### Task statement
Extract the first line through the line containing "and the CSV" from the listing below, exactly as written.

### Records supplied
= Beginning of Section =

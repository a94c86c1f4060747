//! Weather source contract and the SAM-style CSV adapter.
//!
//! The clustering pipeline only depends on the in-memory [`WeatherData`]
//! contract (site metadata plus equal-length hourly series); the CSV reader
//! is a convenience for the common file layout: two metadata rows (names,
//! values), one column-label row, then one row per timestep.

use std::fmt;
use std::path::Path;

use tracing::warn;

/// Site metadata carried by a weather source.
#[derive(Debug, Clone, Copy, PartialEq)]
pub struct Site {
    /// Latitude in degrees (north positive).
    pub latitude: f64,
    /// Longitude in degrees (east positive).
    pub longitude: f64,
    /// UTC offset of the data's local clock in hours.
    pub time_zone: f64,
    /// Elevation in meters.
    pub elevation: f64,
}

/// One year of hourly (or sub-hourly) weather series for a site.
///
/// All series have the same length; [`WeatherData::from_series`] and the CSV
/// adapter enforce this, so downstream code can index any series with a
/// single grid.
#[derive(Debug, Clone)]
pub struct WeatherData {
    pub site: Site,
    /// Calendar year of the data (first data row).
    pub year: i32,
    /// Direct normal irradiance (W/m2).
    pub dni: Vec<f64>,
    /// Diffuse horizontal irradiance (W/m2).
    pub dhi: Vec<f64>,
    /// Global horizontal irradiance (W/m2).
    pub ghi: Vec<f64>,
    /// Dry-bulb temperature (C).
    pub tdry: Vec<f64>,
    /// Wind speed at the solar-resource location (m/s).
    pub wspd: Vec<f64>,
}

/// Error raised by the weather adapter.
#[derive(Debug)]
pub struct WeatherError {
    /// Human-readable failure description.
    pub message: String,
}

impl fmt::Display for WeatherError {
    fn fmt(&self, f: &mut fmt::Formatter<'_>) -> fmt::Result {
        write!(f, "weather error: {}", self.message)
    }
}

impl std::error::Error for WeatherError {}

/// Column-label alternatives accepted for each series, in lookup order.
const SERIES_LABELS: [(&str, &[&str]); 5] = [
    ("dni", &["DNI"]),
    ("dhi", &["DHI"]),
    ("ghi", &["GHI"]),
    ("tdry", &["Tdry", "Temperature"]),
    ("wspd", &["Wspd", "Wind Speed"]),
];

impl WeatherData {
    /// Builds weather data from in-memory series.
    ///
    /// Diffuse irradiance is not needed for clustering and is zero-filled.
    ///
    /// # Errors
    ///
    /// Returns a `WeatherError` if the series lengths differ or are empty.
    pub fn from_series(
        site: Site,
        year: i32,
        dni: Vec<f64>,
        ghi: Vec<f64>,
        tdry: Vec<f64>,
        wspd: Vec<f64>,
    ) -> Result<Self, WeatherError> {
        let n = dni.len();
        if n == 0 {
            return Err(WeatherError {
                message: "weather series are empty".to_string(),
            });
        }
        for (name, len) in [("ghi", ghi.len()), ("tdry", tdry.len()), ("wspd", wspd.len())] {
            if len != n {
                return Err(WeatherError {
                    message: format!("series \"{name}\" has {len} points, expected {n}"),
                });
            }
        }
        Ok(Self {
            site,
            year,
            dhi: vec![0.0; n],
            dni,
            ghi,
            tdry,
            wspd,
        })
    }

    /// Reads a SAM-style weather CSV file.
    ///
    /// Site latitude/longitude/time zone are mandatory; a missing series
    /// column is zero-filled with a logged notice.
    ///
    /// # Errors
    ///
    /// Returns a `WeatherError` if the file cannot be read, mandatory
    /// metadata is absent, or a data field fails to parse.
    pub fn from_csv_path(path: &Path) -> Result<Self, WeatherError> {
        let mut rdr = csv::ReaderBuilder::new()
            .has_headers(false)
            .flexible(true)
            .from_path(path)
            .map_err(|e| WeatherError {
                message: format!("cannot read \"{}\": {e}", path.display()),
            })?;

        let mut rows = rdr.records();
        let meta_names = next_row(&mut rows, "metadata names")?;
        let meta_values = next_row(&mut rows, "metadata values")?;
        let labels = next_row(&mut rows, "column labels")?;

        let meta = |name: &str| -> Option<f64> {
            meta_names
                .iter()
                .position(|f| f.trim() == name)
                .and_then(|i| meta_values.get(i))
                .and_then(|v| v.trim().parse().ok())
        };
        let site = Site {
            latitude: meta("Latitude").ok_or_else(|| missing_meta("Latitude"))?,
            longitude: meta("Longitude").ok_or_else(|| missing_meta("Longitude"))?,
            time_zone: meta("Time Zone").ok_or_else(|| missing_meta("Time Zone"))?,
            elevation: meta("Elevation").unwrap_or(0.0),
        };

        let column = |alternatives: &[&str]| -> Option<usize> {
            alternatives
                .iter()
                .find_map(|a| labels.iter().position(|f| f.trim() == *a))
        };
        let year_col = column(&["Year"]);
        let series_cols: Vec<Option<usize>> = SERIES_LABELS
            .iter()
            .map(|(key, alts)| {
                let col = column(alts);
                if col.is_none() {
                    warn!(series = *key, "weather file has no column for series");
                }
                col
            })
            .collect();

        let mut series: Vec<Vec<f64>> = vec![Vec::new(); SERIES_LABELS.len()];
        let mut year: Option<i32> = None;
        for (line, record) in rows.enumerate() {
            let record = record.map_err(|e| WeatherError {
                message: format!("bad record at data row {}: {e}", line + 1),
            })?;
            if year.is_none() {
                year = year_col
                    .and_then(|c| record.get(c))
                    .and_then(|v| v.trim().parse().ok());
            }
            for (values, col) in series.iter_mut().zip(&series_cols) {
                let Some(c) = col else {
                    values.push(0.0);
                    continue;
                };
                let field = record.get(*c).unwrap_or("").trim();
                let value = field.parse::<f64>().map_err(|_| WeatherError {
                    message: format!(
                        "unparseable value \"{field}\" at data row {}, column {c}",
                        line + 1
                    ),
                })?;
                values.push(value);
            }
        }
        if series[0].is_empty() {
            return Err(WeatherError {
                message: format!("\"{}\" has no data rows", path.display()),
            });
        }

        let mut it = series.into_iter();
        Ok(Self {
            site,
            year: year.unwrap_or(0),
            dni: it.next().unwrap_or_default(),
            dhi: it.next().unwrap_or_default(),
            ghi: it.next().unwrap_or_default(),
            tdry: it.next().unwrap_or_default(),
            wspd: it.next().unwrap_or_default(),
        })
    }

    /// Number of points in each series.
    pub fn len(&self) -> usize {
        self.dni.len()
    }

    /// True when the series carry no points.
    pub fn is_empty(&self) -> bool {
        self.dni.is_empty()
    }
}

fn next_row(
    rows: &mut csv::StringRecordsIter<'_, std::fs::File>,
    what: &str,
) -> Result<csv::StringRecord, WeatherError> {
    match rows.next() {
        Some(Ok(r)) => Ok(r),
        Some(Err(e)) => Err(WeatherError {
            message: format!("cannot read {what} row: {e}"),
        }),
        None => Err(WeatherError {
            message: format!("file ended before {what} row"),
        }),
    }
}

fn missing_meta(name: &str) -> WeatherError {
    WeatherError {
        message: format!("weather file metadata has no \"{name}\" entry"),
    }
}

#[cfg(test)]
mod tests {
    use super::*;
    use std::fs;

    fn sample_site() -> Site {
        Site {
            latitude: 34.9,
            longitude: -116.8,
            time_zone: -8.0,
            elevation: 561.0,
        }
    }

    #[test]
    fn from_series_accepts_equal_lengths() {
        let w = WeatherData::from_series(
            sample_site(),
            2019,
            vec![0.0; 48],
            vec![0.0; 48],
            vec![20.0; 48],
            vec![5.0; 48],
        );
        assert!(w.is_ok());
        assert_eq!(w.map(|w| w.len()).unwrap_or(0), 48);
    }

    #[test]
    fn from_series_rejects_mismatched_lengths() {
        let w = WeatherData::from_series(
            sample_site(),
            2019,
            vec![0.0; 48],
            vec![0.0; 47],
            vec![20.0; 48],
            vec![5.0; 48],
        );
        assert!(w.is_err());
        let msg = w.err().map(|e| e.message).unwrap_or_default();
        assert!(msg.contains("ghi"), "got: {msg}");
    }

    #[test]
    fn from_series_rejects_empty() {
        let w = WeatherData::from_series(sample_site(), 2019, vec![], vec![], vec![], vec![]);
        assert!(w.is_err());
    }

    fn write_sample_csv(path: &Path, label_row: &str, data_rows: &[&str]) {
        let mut content = String::new();
        content.push_str("Source,Location ID,Latitude,Longitude,Time Zone,Elevation\n");
        content.push_str("TMY,722880,34.9,-116.8,-8,561\n");
        content.push_str(label_row);
        content.push('\n');
        for row in data_rows {
            content.push_str(row);
            content.push('\n');
        }
        fs::write(path, content).ok();
    }

    #[test]
    fn csv_round_trip() {
        let path = std::env::temp_dir().join("repdays_weather_round_trip.csv");
        write_sample_csv(
            &path,
            "Year,Month,Day,Hour,GHI,DNI,DHI,Tdry,Wspd",
            &[
                "2019,1,1,0,0,0,0,10.5,3.2",
                "2019,1,1,1,12,30,5,11.0,3.5",
                "2019,1,1,2,80,410,22,12.2,4.0",
            ],
        );
        let w = WeatherData::from_csv_path(&path);
        fs::remove_file(&path).ok();
        assert!(w.is_ok(), "parse failed: {:?}", w.err().map(|e| e.message));
        let w = w.ok();
        assert_eq!(w.as_ref().map(|w| w.len()), Some(3));
        assert_eq!(w.as_ref().map(|w| w.year), Some(2019));
        assert_eq!(w.as_ref().map(|w| w.site.latitude), Some(34.9));
        assert_eq!(w.as_ref().map(|w| w.site.time_zone), Some(-8.0));
        assert_eq!(w.as_ref().map(|w| w.dni[2]), Some(410.0));
        assert_eq!(w.as_ref().map(|w| w.tdry[1]), Some(11.0));
    }

    #[test]
    fn csv_accepts_alternate_labels() {
        let path = std::env::temp_dir().join("repdays_weather_alt_labels.csv");
        write_sample_csv(
            &path,
            "Year,Month,Day,Hour,GHI,DNI,DHI,Temperature,Wind Speed",
            &["2019,1,1,0,0,0,0,10.5,3.2"],
        );
        let w = WeatherData::from_csv_path(&path);
        fs::remove_file(&path).ok();
        assert!(w.is_ok());
        let w = w.ok();
        assert_eq!(w.as_ref().map(|w| w.tdry[0]), Some(10.5));
        assert_eq!(w.as_ref().map(|w| w.wspd[0]), Some(3.2));
    }

    #[test]
    fn csv_zero_fills_missing_series() {
        let path = std::env::temp_dir().join("repdays_weather_missing_series.csv");
        write_sample_csv(
            &path,
            "Year,Month,Day,Hour,GHI,DNI,DHI,Tdry",
            &["2019,1,1,0,55,120,8,10.5"],
        );
        let w = WeatherData::from_csv_path(&path);
        fs::remove_file(&path).ok();
        assert!(w.is_ok());
        let w = w.ok();
        assert_eq!(w.as_ref().map(|w| w.wspd[0]), Some(0.0));
        assert_eq!(w.as_ref().map(|w| w.dni[0]), Some(120.0));
    }

    #[test]
    fn csv_rejects_missing_latitude() {
        let path = std::env::temp_dir().join("repdays_weather_no_lat.csv");
        let content = "Source,Location ID,Longitude,Time Zone,Elevation\n\
                       TMY,722880,-116.8,-8,561\n\
                       Year,Month,Day,Hour,GHI,DNI,DHI,Tdry,Wspd\n\
                       2019,1,1,0,0,0,0,10.5,3.2\n";
        fs::write(&path, content).ok();
        let w = WeatherData::from_csv_path(&path);
        fs::remove_file(&path).ok();
        assert!(w.is_err());
        let msg = w.err().map(|e| e.message).unwrap_or_default();
        assert!(msg.contains("Latitude"), "got: {msg}");
    }

    #[test]
    fn csv_rejects_unparseable_field() {
        let path = std::env::temp_dir().join("repdays_weather_bad_field.csv");
        write_sample_csv(
            &path,
            "Year,Month,Day,Hour,GHI,DNI,DHI,Tdry,Wspd",
            &["2019,1,1,0,0,not_a_number,0,10.5,3.2"],
        );
        let w = WeatherData::from_csv_path(&path);
        fs::remove_file(&path).ok();
        assert!(w.is_err());
    }
}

= End of Section =

### Result of the task
repository a94c86c1f4060747
//! Weather source contract and the SAM-style CSV adapter.
//!
//! The clustering pipeline only depends on the in-memory [`WeatherData`]
//! contract (site metadata plus equal-length hourly series); the CSV reader
//! is a convenience for the common file layout: two metadata rows (names,
//! values), one column-label row, then one row per timestep.

use std::fmt;
use std::path::Path;

use tracing::warn;

/// Site metadata carried by a weather source.
#[derive(Debug, Clone, Copy, PartialEq)]
pub struct Site {
    /// Latitude in degrees (north positive).
    pub latitude: f64,
    /// Longitude in degrees (east positive).
    pub longitude: f64,
    /// UTC offset of the data's local clock in hours.
    pub time_zone: f64,
    /// Elevation in meters.
    pub elevation: f64,
}

/// One year of hourly (or sub-hourly) weather series for a site.
///
/// All series have the same length; [`WeatherData::from_series`] and the CSV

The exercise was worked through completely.